この記事の連載

◆『それでも天使のままで』小骨トモ/双葉社

 学校に居場所がない小林くんが映画館で目覚めた「リカ先輩の夢をみる」ほか、「それでも天使のままで」「あの嫌いなバンドはネットのおもちゃ」「先生のクモのイト」の4つの初恋を描いた物語。

「単行本2作目なので青田買いといっていいのか微妙ですが、こちらもめっちゃよかったです。生々しくて醜いけど愛おしい作品を描ける貴重なマンガ家さんです。ちなみにマガジンハウスSHUROで連載されている、かわじろうさんも青田買いしたい作家さんです」

推薦者

ジュンク堂書店池袋本店コミック担当
八木 泉(やぎ・いずみ)さん

丸善ジュンク堂書店でコミックジャンルアドバイザーチーフを務める。コミック担当歴は20年以上というマンガの専門家。

◆『mothers』草原うみ/トゥーヴァージンズ

 喪失を抱えるふたりの母の心の葛藤を描いた「mothers」ほか、珠玉の12編を収録。

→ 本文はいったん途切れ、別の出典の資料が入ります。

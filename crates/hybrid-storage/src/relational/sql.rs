//! SQL 语句构造
//!
//! 所有值都以绑定参数传入，字段名只会以加引号的标识符（类型列）或绑定参数（metadata 键）出现。

use serde_json::Value;
use sqlx::{Postgres, QueryBuilder};

use super::row::{ColumnValue, RowProjection};
use super::schema::{ColumnType, METADATA_COLUMN, TableSchema, quote_ident};
use crate::models::{FieldFilter, ID_FIELD, QueryOperator, json_type_name};

pub fn select_by_id(schema: &TableSchema, id: &str) -> QueryBuilder<'static, Postgres> {
    let mut builder = QueryBuilder::new(format!(
        "SELECT * FROM {} WHERE {} = ",
        quote_ident(schema.table()),
        quote_ident(ID_FIELD)
    ));
    builder.push_bind(id.to_string());
    builder
}

pub fn select_all(schema: &TableSchema, limit: usize) -> QueryBuilder<'static, Postgres> {
    let mut builder = QueryBuilder::new(format!(
        "SELECT * FROM {} ORDER BY {} LIMIT ",
        quote_ident(schema.table()),
        quote_ident(ID_FIELD)
    ));
    builder.push_bind(i64::try_from(limit).unwrap_or(i64::MAX));
    builder
}

pub fn delete_by_id(schema: &TableSchema, id: &str) -> QueryBuilder<'static, Postgres> {
    let mut builder = QueryBuilder::new(format!(
        "DELETE FROM {} WHERE {} = ",
        quote_ident(schema.table()),
        quote_ident(ID_FIELD)
    ));
    builder.push_bind(id.to_string());
    builder
}

pub fn count(schema: &TableSchema) -> String {
    format!("SELECT COUNT(*) FROM {}", quote_ident(schema.table()))
}

/// `INSERT`，只写记录中出现的类型列，其余列取默认值
pub fn insert(
    schema: &TableSchema,
    id: &str,
    projection: RowProjection,
) -> QueryBuilder<'static, Postgres> {
    let mut builder = QueryBuilder::new(format!("INSERT INTO {} (", quote_ident(schema.table())));
    builder.push(quote_ident(ID_FIELD));
    for (name, _) in &projection.columns {
        builder.push(", ").push(quote_ident(name));
    }
    builder.push(", ").push(quote_ident(METADATA_COLUMN));

    builder.push(") VALUES (");
    builder.push_bind(id.to_string());
    for (_, value) in projection.columns {
        builder.push(", ");
        value.push_bind(&mut builder);
    }
    builder.push(", ");
    builder.push_bind(sqlx::types::Json(Value::Object(projection.metadata)));
    builder.push(")");
    builder
}

/// 整行覆盖：冲突时所有类型列与 metadata 都取本次写入的值（未出现的列回到默认值）
pub fn upsert(
    schema: &TableSchema,
    id: &str,
    projection: RowProjection,
) -> QueryBuilder<'static, Postgres> {
    let mut builder = insert(schema, id, projection);
    builder.push(format!(" ON CONFLICT ({}) DO UPDATE SET ", quote_ident(ID_FIELD)));
    let assignments: Vec<String> = schema
        .columns
        .iter()
        .map(|c| c.name)
        .chain(std::iter::once(METADATA_COLUMN))
        .map(|name| {
            let ident = quote_ident(name);
            format!("{ident} = EXCLUDED.{ident}")
        })
        .collect();
    builder.push(assignments.join(", "));
    builder
}

/// 部分更新：只写出现的类型列；metadata 先去掉本次出现的键再合并新值
pub fn update(
    schema: &TableSchema,
    id: &str,
    projection: RowProjection,
) -> QueryBuilder<'static, Postgres> {
    let metadata = quote_ident(METADATA_COLUMN);
    let mut builder = QueryBuilder::new(format!("UPDATE {} SET ", quote_ident(schema.table())));
    for (name, value) in projection.columns {
        builder.push(quote_ident(name)).push(" = ");
        value.push_bind(&mut builder);
        builder.push(", ");
    }
    builder.push(format!("{metadata} = (COALESCE({metadata}, '{{}}'::jsonb) - "));
    builder.push_bind(projection.fields);
    builder.push("::text[]) || ");
    builder.push_bind(sqlx::types::Json(Value::Object(projection.metadata)));
    builder.push(format!(" WHERE {} = ", quote_ident(ID_FIELD)));
    builder.push_bind(id.to_string());
    builder
}

/// 单字段比较查询
///
/// 类型列且值可转换时使用原生列比较；否则退回到 `metadata -> field` 的 JSONB 比较。
/// 缺失字段不等于任何值，因此 `!=` 使用 `IS DISTINCT FROM`。
pub fn query(schema: &TableSchema, filter: &FieldFilter) -> QueryBuilder<'static, Postgres> {
    let mut builder = QueryBuilder::new(format!(
        "SELECT * FROM {} WHERE ",
        quote_ident(schema.table())
    ));

    let column_type = if filter.field == ID_FIELD {
        Some(ColumnType::Text)
    } else {
        schema.column(&filter.field).map(|c| c.ty)
    };

    match column_type {
        Some(ColumnType::Json) => {
            push_jsonb_predicate(&mut builder, &quote_ident(&filter.field), None, filter);
        }
        Some(ty) => match column_predicate_value(ty, &filter.value) {
            Some((value, cast)) => {
                push_column_predicate(&mut builder, &filter.field, ty, cast, filter.op, value);
            }
            None => push_metadata_predicate(&mut builder, filter),
        },
        None => push_metadata_predicate(&mut builder, filter),
    }

    builder.push(format!(" ORDER BY {}", quote_ident(ID_FIELD)));
    builder
}

// 查询时允许整数列与小数比较：此时把列提升为双精度
fn column_predicate_value(ty: ColumnType, value: &Value) -> Option<(ColumnValue, bool)> {
    if value.is_null() {
        return None;
    }
    match (ty, value) {
        (ColumnType::BigInt, Value::Number(n)) if n.as_i64().is_none() => {
            n.as_f64().map(|f| (ColumnValue::Double(f), true))
        }
        _ => ColumnValue::coerce(ty, value).map(|v| (v, false)),
    }
}

fn push_column_predicate(
    builder: &mut QueryBuilder<'static, Postgres>,
    field: &str,
    ty: ColumnType,
    cast_to_double: bool,
    op: QueryOperator,
    value: ColumnValue,
) {
    let mut column = quote_ident(field);
    if cast_to_double {
        column = format!("{column}::DOUBLE PRECISION");
    }
    // 字符串按字节序比较，与内存求值一致
    if ty == ColumnType::Text && is_ordering(op) {
        column = format!("{column} COLLATE \"C\"");
    }

    builder.push(column);
    match op {
        QueryOperator::Neq => builder.push(" IS DISTINCT FROM "),
        other => builder.push(format!(" {} ", other.sql())),
    };
    value.push_bind(builder);
}

fn push_metadata_predicate(builder: &mut QueryBuilder<'static, Postgres>, filter: &FieldFilter) {
    let metadata = quote_ident(METADATA_COLUMN);
    push_jsonb_predicate(builder, &metadata, Some(&filter.field), filter);
}

/// `target` 为 JSONB 表达式；`key` 存在时比较 `target -> key`
fn push_jsonb_predicate(
    builder: &mut QueryBuilder<'static, Postgres>,
    target: &str,
    key: Option<&str>,
    filter: &FieldFilter,
) {
    let push_expr = |builder: &mut QueryBuilder<'static, Postgres>| {
        builder.push("(").push(target);
        if let Some(key) = key {
            builder.push(" -> ");
            builder.push_bind(key.to_string());
        }
        builder.push(")");
    };

    match filter.op {
        QueryOperator::Eq => {
            push_expr(builder);
            builder.push(" = ");
            builder.push_bind(sqlx::types::Json(filter.value.clone()));
        }
        QueryOperator::Neq => {
            push_expr(builder);
            builder.push(" IS DISTINCT FROM ");
            builder.push_bind(sqlx::types::Json(filter.value.clone()));
        }
        op => {
            // JSONB 跨类型也有序，这里限定同类型标量，与内存求值一致
            let type_name = json_type_name(&filter.value);
            if !matches!(type_name, "number" | "string" | "boolean") {
                builder.push("FALSE");
                return;
            }
            builder.push("jsonb_typeof");
            push_expr(builder);
            builder.push(" = ");
            builder.push_bind(type_name.to_string());
            builder.push(" AND ");
            match &filter.value {
                // 字符串取文本后按字节序比较
                Value::String(text) => {
                    builder.push("(").push(target);
                    match key {
                        Some(key) => {
                            builder.push(" ->> ");
                            builder.push_bind(key.to_string());
                        }
                        None => {
                            builder.push(" #>> '{}'");
                        }
                    }
                    builder.push(format!(") COLLATE \"C\" {} ", op.sql()));
                    builder.push_bind(text.clone());
                }
                value => {
                    push_expr(builder);
                    builder.push(format!(" {} ", op.sql()));
                    builder.push_bind(sqlx::types::Json(value.clone()));
                }
            }
        }
    }
}

fn is_ordering(op: QueryOperator) -> bool {
    !matches!(op, QueryOperator::Eq | QueryOperator::Neq)
}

「心の奥底に澱を抱えたふたりの母親が、ある出会いをきっかけに心を解かしてゆく表題作をはじめ、遠い日に傷ついた人の心を優しく揺らした行為が、数年の時を経て温かな時間を連れてくる瞬間を描いた『ティラミスのパフェ』など、人間関係の複雑さをやわらかな視点で捉えた12篇がどれも良かったので。初連載の『やがて、ひとつの音になれ』も楽しく読んでいます」

推薦者

ライター・編集者
山脇麻生(やまわき・まお)さん

マンガ誌編集を経てフリーに。各紙誌でコミック評及びコミック関連記事などを執筆。京都精華大学新世代マンガコース非常勤講師も務める。現在、11月刊行の黄表紙関連本を執筆中。

◆『夜明けの唄』ユノイチカ/シュークリーム

 人間のために命を削りながら正体不明の化け物と闘う運命にある少年エルヴァと、彼を救うべく奮闘するアルトノウルとの絆を描いたファンタジーBLマンガ。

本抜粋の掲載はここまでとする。